> [Task directions] Only one stretch of the records below is wanted: the lines from the one holding "or more text" through the one holding "let lines: Vec<&str>". Return it exactly, both ends included.

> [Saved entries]
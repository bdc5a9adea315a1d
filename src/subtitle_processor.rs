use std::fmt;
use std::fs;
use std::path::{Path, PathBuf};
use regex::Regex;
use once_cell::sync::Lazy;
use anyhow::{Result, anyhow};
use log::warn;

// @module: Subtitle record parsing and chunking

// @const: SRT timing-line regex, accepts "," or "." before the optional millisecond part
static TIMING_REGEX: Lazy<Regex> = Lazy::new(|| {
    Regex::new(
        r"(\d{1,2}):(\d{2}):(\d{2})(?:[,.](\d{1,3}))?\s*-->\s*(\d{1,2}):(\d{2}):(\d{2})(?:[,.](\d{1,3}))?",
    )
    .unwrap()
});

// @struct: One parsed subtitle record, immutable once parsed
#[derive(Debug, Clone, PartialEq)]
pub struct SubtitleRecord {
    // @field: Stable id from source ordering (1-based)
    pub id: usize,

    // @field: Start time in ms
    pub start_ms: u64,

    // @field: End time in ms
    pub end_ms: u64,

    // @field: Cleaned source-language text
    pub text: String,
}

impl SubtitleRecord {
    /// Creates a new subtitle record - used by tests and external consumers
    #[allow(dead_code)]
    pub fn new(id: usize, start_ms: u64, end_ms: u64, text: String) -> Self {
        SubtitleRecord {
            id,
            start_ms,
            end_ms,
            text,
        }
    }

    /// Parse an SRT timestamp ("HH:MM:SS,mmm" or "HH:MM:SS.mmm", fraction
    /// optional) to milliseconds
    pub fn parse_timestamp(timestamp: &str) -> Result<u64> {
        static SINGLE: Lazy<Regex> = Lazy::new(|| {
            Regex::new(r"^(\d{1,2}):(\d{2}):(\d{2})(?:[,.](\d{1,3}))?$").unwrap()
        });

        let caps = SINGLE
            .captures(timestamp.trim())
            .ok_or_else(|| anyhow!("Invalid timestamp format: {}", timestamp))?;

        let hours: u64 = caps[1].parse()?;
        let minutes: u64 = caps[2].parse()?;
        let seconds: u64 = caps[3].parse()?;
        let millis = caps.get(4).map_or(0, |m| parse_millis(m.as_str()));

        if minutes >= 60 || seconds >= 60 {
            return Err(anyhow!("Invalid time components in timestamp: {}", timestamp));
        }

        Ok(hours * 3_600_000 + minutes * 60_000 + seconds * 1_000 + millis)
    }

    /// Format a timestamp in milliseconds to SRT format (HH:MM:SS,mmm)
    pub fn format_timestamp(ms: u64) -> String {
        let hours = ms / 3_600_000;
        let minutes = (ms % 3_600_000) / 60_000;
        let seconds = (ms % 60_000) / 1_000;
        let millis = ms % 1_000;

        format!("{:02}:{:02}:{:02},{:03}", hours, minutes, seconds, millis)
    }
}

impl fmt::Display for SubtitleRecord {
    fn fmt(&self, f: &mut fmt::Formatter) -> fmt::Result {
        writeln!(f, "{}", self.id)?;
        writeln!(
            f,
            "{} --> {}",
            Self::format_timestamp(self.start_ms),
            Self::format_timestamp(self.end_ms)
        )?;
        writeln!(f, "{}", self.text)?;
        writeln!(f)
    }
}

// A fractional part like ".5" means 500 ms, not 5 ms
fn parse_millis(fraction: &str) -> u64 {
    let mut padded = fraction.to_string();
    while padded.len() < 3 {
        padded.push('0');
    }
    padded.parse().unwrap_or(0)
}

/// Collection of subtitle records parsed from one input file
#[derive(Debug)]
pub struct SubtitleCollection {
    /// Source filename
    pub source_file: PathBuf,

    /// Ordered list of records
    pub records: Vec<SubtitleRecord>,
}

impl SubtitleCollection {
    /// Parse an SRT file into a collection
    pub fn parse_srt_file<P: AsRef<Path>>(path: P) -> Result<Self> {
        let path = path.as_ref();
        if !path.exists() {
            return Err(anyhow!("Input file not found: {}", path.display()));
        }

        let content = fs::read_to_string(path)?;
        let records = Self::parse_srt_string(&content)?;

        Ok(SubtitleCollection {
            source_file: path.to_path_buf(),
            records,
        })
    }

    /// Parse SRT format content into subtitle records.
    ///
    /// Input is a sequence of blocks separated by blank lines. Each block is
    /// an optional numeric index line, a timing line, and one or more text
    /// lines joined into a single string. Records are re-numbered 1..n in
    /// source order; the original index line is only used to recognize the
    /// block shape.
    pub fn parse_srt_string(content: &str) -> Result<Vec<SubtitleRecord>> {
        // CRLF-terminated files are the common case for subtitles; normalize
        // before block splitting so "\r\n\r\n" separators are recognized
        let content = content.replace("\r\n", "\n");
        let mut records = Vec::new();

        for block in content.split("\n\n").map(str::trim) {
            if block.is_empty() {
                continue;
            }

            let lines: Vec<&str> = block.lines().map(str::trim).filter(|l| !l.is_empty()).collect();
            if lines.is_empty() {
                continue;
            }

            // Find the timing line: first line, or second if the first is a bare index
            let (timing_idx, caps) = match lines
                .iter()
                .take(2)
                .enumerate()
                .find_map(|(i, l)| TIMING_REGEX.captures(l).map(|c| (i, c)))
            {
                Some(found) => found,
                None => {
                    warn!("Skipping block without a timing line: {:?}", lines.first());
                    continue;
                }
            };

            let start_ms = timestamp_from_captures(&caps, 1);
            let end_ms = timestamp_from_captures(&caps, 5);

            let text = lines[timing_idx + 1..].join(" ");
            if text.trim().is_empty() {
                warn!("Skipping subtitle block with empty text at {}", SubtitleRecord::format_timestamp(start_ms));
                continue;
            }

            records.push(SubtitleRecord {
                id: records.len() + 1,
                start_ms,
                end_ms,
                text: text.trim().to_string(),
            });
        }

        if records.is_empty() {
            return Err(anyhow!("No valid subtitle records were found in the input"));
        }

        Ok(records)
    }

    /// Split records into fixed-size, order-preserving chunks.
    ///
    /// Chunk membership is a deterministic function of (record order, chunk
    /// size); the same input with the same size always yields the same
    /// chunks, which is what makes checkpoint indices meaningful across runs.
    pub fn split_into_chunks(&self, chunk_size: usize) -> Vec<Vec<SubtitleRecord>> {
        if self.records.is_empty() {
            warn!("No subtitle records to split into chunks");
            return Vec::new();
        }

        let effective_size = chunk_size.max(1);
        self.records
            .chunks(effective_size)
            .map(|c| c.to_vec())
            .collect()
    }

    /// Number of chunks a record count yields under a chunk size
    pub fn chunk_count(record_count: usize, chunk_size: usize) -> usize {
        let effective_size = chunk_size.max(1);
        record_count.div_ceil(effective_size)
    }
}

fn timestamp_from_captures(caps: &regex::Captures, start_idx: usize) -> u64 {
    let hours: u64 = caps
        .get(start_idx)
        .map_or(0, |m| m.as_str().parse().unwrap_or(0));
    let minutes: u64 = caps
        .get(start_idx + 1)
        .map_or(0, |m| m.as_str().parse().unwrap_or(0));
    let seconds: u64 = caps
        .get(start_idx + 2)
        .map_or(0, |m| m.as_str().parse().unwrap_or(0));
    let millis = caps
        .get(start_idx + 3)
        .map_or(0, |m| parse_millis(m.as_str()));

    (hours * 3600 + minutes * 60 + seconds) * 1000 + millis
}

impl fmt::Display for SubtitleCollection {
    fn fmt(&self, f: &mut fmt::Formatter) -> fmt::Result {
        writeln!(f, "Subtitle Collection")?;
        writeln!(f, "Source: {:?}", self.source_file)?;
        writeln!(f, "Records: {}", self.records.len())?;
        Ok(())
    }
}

> [Output for this task]
    /// an optional numeric index line, a timing line, and one or more text
    /// lines joined into a single string. Records are re-numbered 1..n in
    /// source order; the original index line is only used to recognize the
    /// block shape.
    pub fn parse_srt_string(content: &str) -> Result<Vec<SubtitleRecord>> {
        // CRLF-terminated files are the common case for subtitles; normalize
        // before block splitting so "\r\n\r\n" separators are recognized
        let content = content.replace("\r\n", "\n");
        let mut records = Vec::new();

        for block in content.split("\n\n").map(str::trim) {
            if block.is_empty() {
                continue;
            }

            let lines: Vec<&str> = block.lines().map(str::trim).filter(|l| !l.is_empty()).collect();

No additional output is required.